## EXTRACTED MATERIAL
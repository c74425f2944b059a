// regerror.rs - Error code to string conversion.
//
// Maps the numeric codes of regdefs.rs to human-readable messages.

use crate::regdefs::*;

/// Get the format string for an error code.
pub fn error_code_to_format(code: i32) -> &'static str {
    match code {
        REG_NORMAL => "success",
        REG_MISMATCH => "mismatch",
        REGERR_THREAD_LIST_OVERFLOW => "thread list overflow",
        REGERR_PARSE_DEPTH_LIMIT_OVER => "operator stack overflow, pattern nested too deeply",
        REGERR_OPERATOR_STACK_UNDERFLOW => "operator stack underflow (bug)",
        REGERR_UNKNOWN_OPERATOR => "unknown operator in reduction (bug)",
        REGERR_DANGLING_INSTRUCTION => "instruction without successor (bug)",
        REGERR_INVALID_ARGUMENT => "invalid argument",
        REGERR_END_PATTERN_AT_ESCAPE => "end pattern at escape",
        REGERR_MALFORMED_CHAR_CLASS => "malformed '[]'",
        REGERR_INVERTED_RANGE_IN_CHAR_CLASS => "inverted range in char-class",
        REGERR_TOO_MANY_RANGES_IN_CHAR_CLASS => "too many ranges in char-class",
        REGERR_MISSING_OPERAND => "missing operand for '%n'",
        REGERR_UNMATCHED_CLOSE_PARENTHESIS => "unmatched right parenthesis",
        REGERR_END_PATTERN_WITH_UNMATCHED_PARENTHESIS => "unmatched left parenthesis",
        REGERR_TOO_MANY_CAPTURES => "too many sub-expressions",
        REGERR_TOO_MANY_CHAR_CLASSES => "too many character classes",
        REGERR_INVALID_UTF8 => "invalid utf8 characters in string",
        _ => "undefined error code",
    }
}

/// Check if an error code message carries a `%n` parameter.
pub fn error_code_needs_param(code: i32) -> bool {
    matches!(code, REGERR_MISSING_OPERAND)
}

/// Convert an error code to a human-readable string.
/// For parameterized errors, pass the parameter text in `param`.
pub fn error_code_to_str(code: i32, param: Option<&str>) -> String {
    let fmt = error_code_to_format(code);

    if error_code_needs_param(code) {
        fmt.replace("%n", param.unwrap_or(""))
    } else {
        fmt.to_string()
    }
}
// regdefs.rs - Public constants, limits and compile options.
//
// Error codes follow the usual layout: 0 is success, -1 a plain mismatch,
// -2..-99 runtime and internal conditions, -100..-999 pattern errors.

use bitflags::bitflags;

// === Limits ===

/// Capture slots per match, including group 0.
pub const NSUBEXP: usize = 32;

/// Depth of the operator and operand stacks used while compiling.
pub const NSTACK: usize = 20;

/// Character classes per program.
pub const NCLASS: usize = 16;

/// Ranges a single bracket expression may list before merging.
pub const NCCRANGE: usize = 32;

/// Thread list capacity of the first simulation attempt.
pub const LIST_SIZE: usize = 10;

/// Thread list capacity of the retry after an overflow.
pub const BIG_LIST_SIZE: usize = 10 * LIST_SIZE;

/// Scratch instructions reserved per pattern byte. Only a sizing hint for
/// the first allocation; the buffer grows if a pattern needs more.
pub const INST_ALLOC_FACTOR: usize = 6;

// === Result Codes ===

pub const REG_NORMAL: i32 = 0;
pub const REG_MISMATCH: i32 = -1;

pub const REGERR_THREAD_LIST_OVERFLOW: i32 = -15;
pub const REGERR_PARSE_DEPTH_LIMIT_OVER: i32 = -16;
pub const REGERR_OPERATOR_STACK_UNDERFLOW: i32 = -11;
pub const REGERR_UNKNOWN_OPERATOR: i32 = -12;
pub const REGERR_DANGLING_INSTRUCTION: i32 = -13;
pub const REGERR_INVALID_ARGUMENT: i32 = -30;

pub const REGERR_END_PATTERN_AT_ESCAPE: i32 = -104;
pub const REGERR_MALFORMED_CHAR_CLASS: i32 = -110;
pub const REGERR_INVERTED_RANGE_IN_CHAR_CLASS: i32 = -111;
pub const REGERR_TOO_MANY_RANGES_IN_CHAR_CLASS: i32 = -112;
pub const REGERR_MISSING_OPERAND: i32 = -113;
pub const REGERR_UNMATCHED_CLOSE_PARENTHESIS: i32 = -117;
pub const REGERR_END_PATTERN_WITH_UNMATCHED_PARENTHESIS: i32 = -118;
pub const REGERR_TOO_MANY_CAPTURES: i32 = -210;
pub const REGERR_TOO_MANY_CHAR_CLASSES: i32 = -211;

pub const REGERR_INVALID_UTF8: i32 = -400;

#[inline]
pub fn reg_is_pattern_error(code: i32) -> bool {
    code <= -100 && code > -1000
}

// === Options ===

bitflags! {
    /// Compile options.
    ///
    /// The empty set compiles `.` so that it does not match `\n`.
    #[derive(Debug, Clone, Copy, PartialEq, Eq, Hash, Default)]
    pub struct RegexOptions: u32 {
        /// `.` also matches `\n`.
        const DOT_MATCHES_NEWLINE = 1 << 0;
        /// Every codepoint of the pattern is a literal; nothing is an operator.
        const LITERAL = 1 << 1;
    }
}

#[cfg(test)]
mod tests {
    use super::*;

    #[test]
    fn pattern_error_range() {
        assert!(reg_is_pattern_error(REGERR_MISSING_OPERAND));
        assert!(reg_is_pattern_error(REGERR_TOO_MANY_CAPTURES));
        assert!(!reg_is_pattern_error(REGERR_THREAD_LIST_OVERFLOW));
        assert!(!reg_is_pattern_error(REG_MISMATCH));
    }

    #[test]
    fn default_options_are_empty() {
        let opts = RegexOptions::default();
        assert!(!opts.contains(RegexOptions::DOT_MATCHES_NEWLINE));
        assert!(!opts.contains(RegexOptions::LITERAL));
    }
}
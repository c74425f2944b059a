// prelude.rs - Convenient re-exports for the idiomatic API.
//
//! # Prelude
//!
//! ```
//! use runeregex::prelude::*;
//!
//! let re = Regex::new("[0-9]+").unwrap();
//! let m = re.find("answer: 42").unwrap().unwrap();
//! assert_eq!(m.as_str(), Some("42"));
//! assert!(matches("^ans", "answer"));
//! ```

pub use crate::api::{matches, Captures, CapturesIter, FindIter, Match, Regex, RegexBuilder};
pub use crate::error::RegexError;
pub use crate::regdefs::RegexOptions;
// encodings/mod.rs - Codepoint primitives.
// Patterns and subjects are always UTF-8.

pub mod utf8;
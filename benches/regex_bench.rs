// Criterion benchmark suite for runeregex.
//
// Run: cargo bench
// Specific group: cargo bench -- search
// HTML report: target/criterion/report/index.html

use criterion::{black_box, criterion_group, criterion_main, BenchmarkId, Criterion};

use runeregex::regcomp::compile;
use runeregex::regdefs::RegexOptions;
use runeregex::regexec::{exec, exec_with_config, ExecConfig};
use runeregex::regint::Program;

// ---------------------------------------------------------------------------
// Helpers
// ---------------------------------------------------------------------------

fn comp(pattern: &[u8]) -> Program {
    compile(pattern, RegexOptions::empty()).expect("compile failed")
}

fn haystack() -> Vec<u8> {
    let mut text = Vec::new();
    for i in 0..200 {
        text.extend_from_slice(format!("line {} of the benchmark text, ", i).as_bytes());
        text.extend_from_slice("with ünïcödé words and 日本語 here\n".as_bytes());
    }
    text.extend_from_slice(b"needle_at_the_end=42\n");
    text
}

// ---------------------------------------------------------------------------
// 1. compile -- measure compilation time
// ---------------------------------------------------------------------------

fn bench_compile(c: &mut Criterion) {
    let patterns: &[(&str, &[u8])] = &[
        ("literal", b"hello world"),
        ("dot_star", b"foo.*bar"),
        ("alternation", b"alpha|beta|gamma|delta"),
        ("char_class", b"[a-zA-Z0-9_]+"),
        ("quantifier", b"ab+c?d*"),
        ("group", b"(abc)+(def)*"),
        ("anchored", b"^[a-z]+=[0-9]+$"),
    ];

    let mut group = c.benchmark_group("compile");
    for (name, pat) in patterns {
        group.bench_with_input(BenchmarkId::from_parameter(name), pat, |b, pat| {
            b.iter(|| {
                let prog = comp(black_box(pat));
                black_box(&prog);
            });
        });
    }
    group.finish();
}

// ---------------------------------------------------------------------------
// 2. search -- whole-haystack searches
// ---------------------------------------------------------------------------

fn bench_search(c: &mut Criterion) {
    let text = haystack();
    let patterns: &[(&str, &[u8])] = &[
        ("literal_end", b"needle_at_the_end"),
        ("class_run", b"=[0-9]+"),
        ("alternation", b"gamma|needle|delta"),
        ("multibyte", "日本語".as_bytes()),
        ("anchored_line", b"^needle[a-z_]*=[0-9]+$"),
        ("no_match", b"zzz[0-9]"),
    ];

    let mut group = c.benchmark_group("search");
    for (name, pat) in patterns {
        let prog = comp(pat);
        group.bench_function(*name, |b| {
            b.iter(|| black_box(exec(&prog, black_box(&text)).unwrap()));
        });
    }
    group.finish();
}

// ---------------------------------------------------------------------------
// 3. captures -- group tracking cost
// ---------------------------------------------------------------------------

fn bench_captures(c: &mut Criterion) {
    let subject = b"key_one=value_one; key_two=value_two";
    let mut group = c.benchmark_group("captures");

    let flat = comp(b"[a-z_]+=[a-z_]+");
    group.bench_function("no_groups", |b| {
        b.iter(|| black_box(exec(&flat, black_box(subject)).unwrap()));
    });

    let grouped = comp(b"([a-z_]+)=([a-z_]+)");
    group.bench_function("two_groups", |b| {
        b.iter(|| black_box(exec(&grouped, black_box(subject)).unwrap()));
    });

    let repeated = comp(b"(([a-z]+)_)+([a-z]+)");
    group.bench_function("repeated_group", |b| {
        b.iter(|| black_box(exec(&repeated, black_box(subject)).unwrap()));
    });
    group.finish();
}

// ---------------------------------------------------------------------------
// 4. fallback -- cost of the overflow retry path
// ---------------------------------------------------------------------------

fn bench_fallback(c: &mut Criterion) {
    let prog = comp(b"(a|b|c|d)*(e|f)?x");
    let subject = b"abcdabcdabcdabcdabcdfx";
    let tiny = ExecConfig {
        list_size: 1,
        ..ExecConfig::default()
    };

    let mut group = c.benchmark_group("fallback");
    group.bench_function("default", |b| {
        b.iter(|| black_box(exec(&prog, black_box(subject)).unwrap()));
    });
    group.bench_function("forced_retry", |b| {
        b.iter(|| black_box(exec_with_config(&prog, black_box(subject), &tiny).unwrap()));
    });
    group.finish();
}

criterion_group!(
    benches,
    bench_compile,
    bench_search,
    bench_captures,
    bench_fallback
);
criterion_main!(benches);
//! # runeregex
//!
//! UTF-8 aware regular expressions. A pattern is compiled into an
//! instruction graph by an operator-precedence parser, and the graph is run
//! by a Thompson NFA simulator: no backtracking, leftmost-longest matches,
//! and capture groups tracked per simulation thread.
//!
//! Supported syntax: literal codepoints, `\` escapes, `.`, `^`, `$`, `*`,
//! `+`, `?`, `|`, `(...)` (up to 31 groups) and bracket classes `[...]` /
//! `[^...]`. A negated class never matches `\n`.
//!
//! ## Quick Start
//!
//! ```rust
//! use runeregex::prelude::*;
//!
//! let re = Regex::new("[0-9]+-[0-9]+-[0-9]+").unwrap();
//! let m = re.find("Date: 2026-02-12").unwrap().unwrap();
//! assert_eq!(m.as_str(), Some("2026-02-12"));
//! assert_eq!(m.start(), 6);
//! ```
//!
//! For fine-grained control, use [`RegexBuilder`](api::RegexBuilder):
//!
//! ```rust
//! use runeregex::prelude::*;
//!
//! let re = Regex::builder("a.c")
//!     .dot_matches_newline(true)
//!     .build()
//!     .unwrap();
//! assert!(re.is_match("a\nc").unwrap());
//! ```
//!
//! ## Low-Level API
//!
//! The compiler and simulator can also be driven directly:
//!
//! ```rust
//! use runeregex::regcomp::compile;
//! use runeregex::regdefs::RegexOptions;
//! use runeregex::regexec::exec;
//!
//! let prog = compile(b"(ab)+c", RegexOptions::empty()).unwrap();
//! let region = exec(&prog, b"xababc").unwrap().unwrap();
//! assert_eq!(region.group(0), Some(1..6));
//! assert_eq!(region.group(1), Some(3..5));
//! ```
//!
//! ## Module Structure
//!
//! | Module | Purpose |
//! |--------|---------|
//! | [`regdefs`] | Limits, error codes, compile options |
//! | [`regint`] | Instructions, classes, programs, capture state |
//! | [`encodings`] | UTF-8 codepoint primitives |
//! | [`regparse`] | Pattern lexer and bracket expressions |
//! | [`regcomp`] | Token stream to instruction graph |
//! | [`regexec`] | NFA simulator |
//! | [`regerror`] | Error messages |
//! | [`api`] | `Regex`, `Match`, `Captures`, iterators |

pub mod api;
pub mod encodings;
pub mod error;
pub mod prelude;
pub mod regcomp;
pub mod regdefs;
pub mod regerror;
pub mod regexec;
pub mod regint;
pub mod regparse;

## EXERCISE
Given the records above, reproduce precisely and only the lines between the line holding "pub fn error_code_to_format(code: i32)" and the line holding "stack overflow, pattern", inclusive.

## RESPONSE TO THE EXERCISE
pub fn error_code_to_format(code: i32) -> &'static str {
    match code {
        REG_NORMAL => "success",
        REG_MISMATCH => "mismatch",
        REGERR_THREAD_LIST_OVERFLOW => "thread list overflow",
        REGERR_PARSE_DEPTH_LIMIT_OVER => "operator stack overflow, pattern nested too deeply",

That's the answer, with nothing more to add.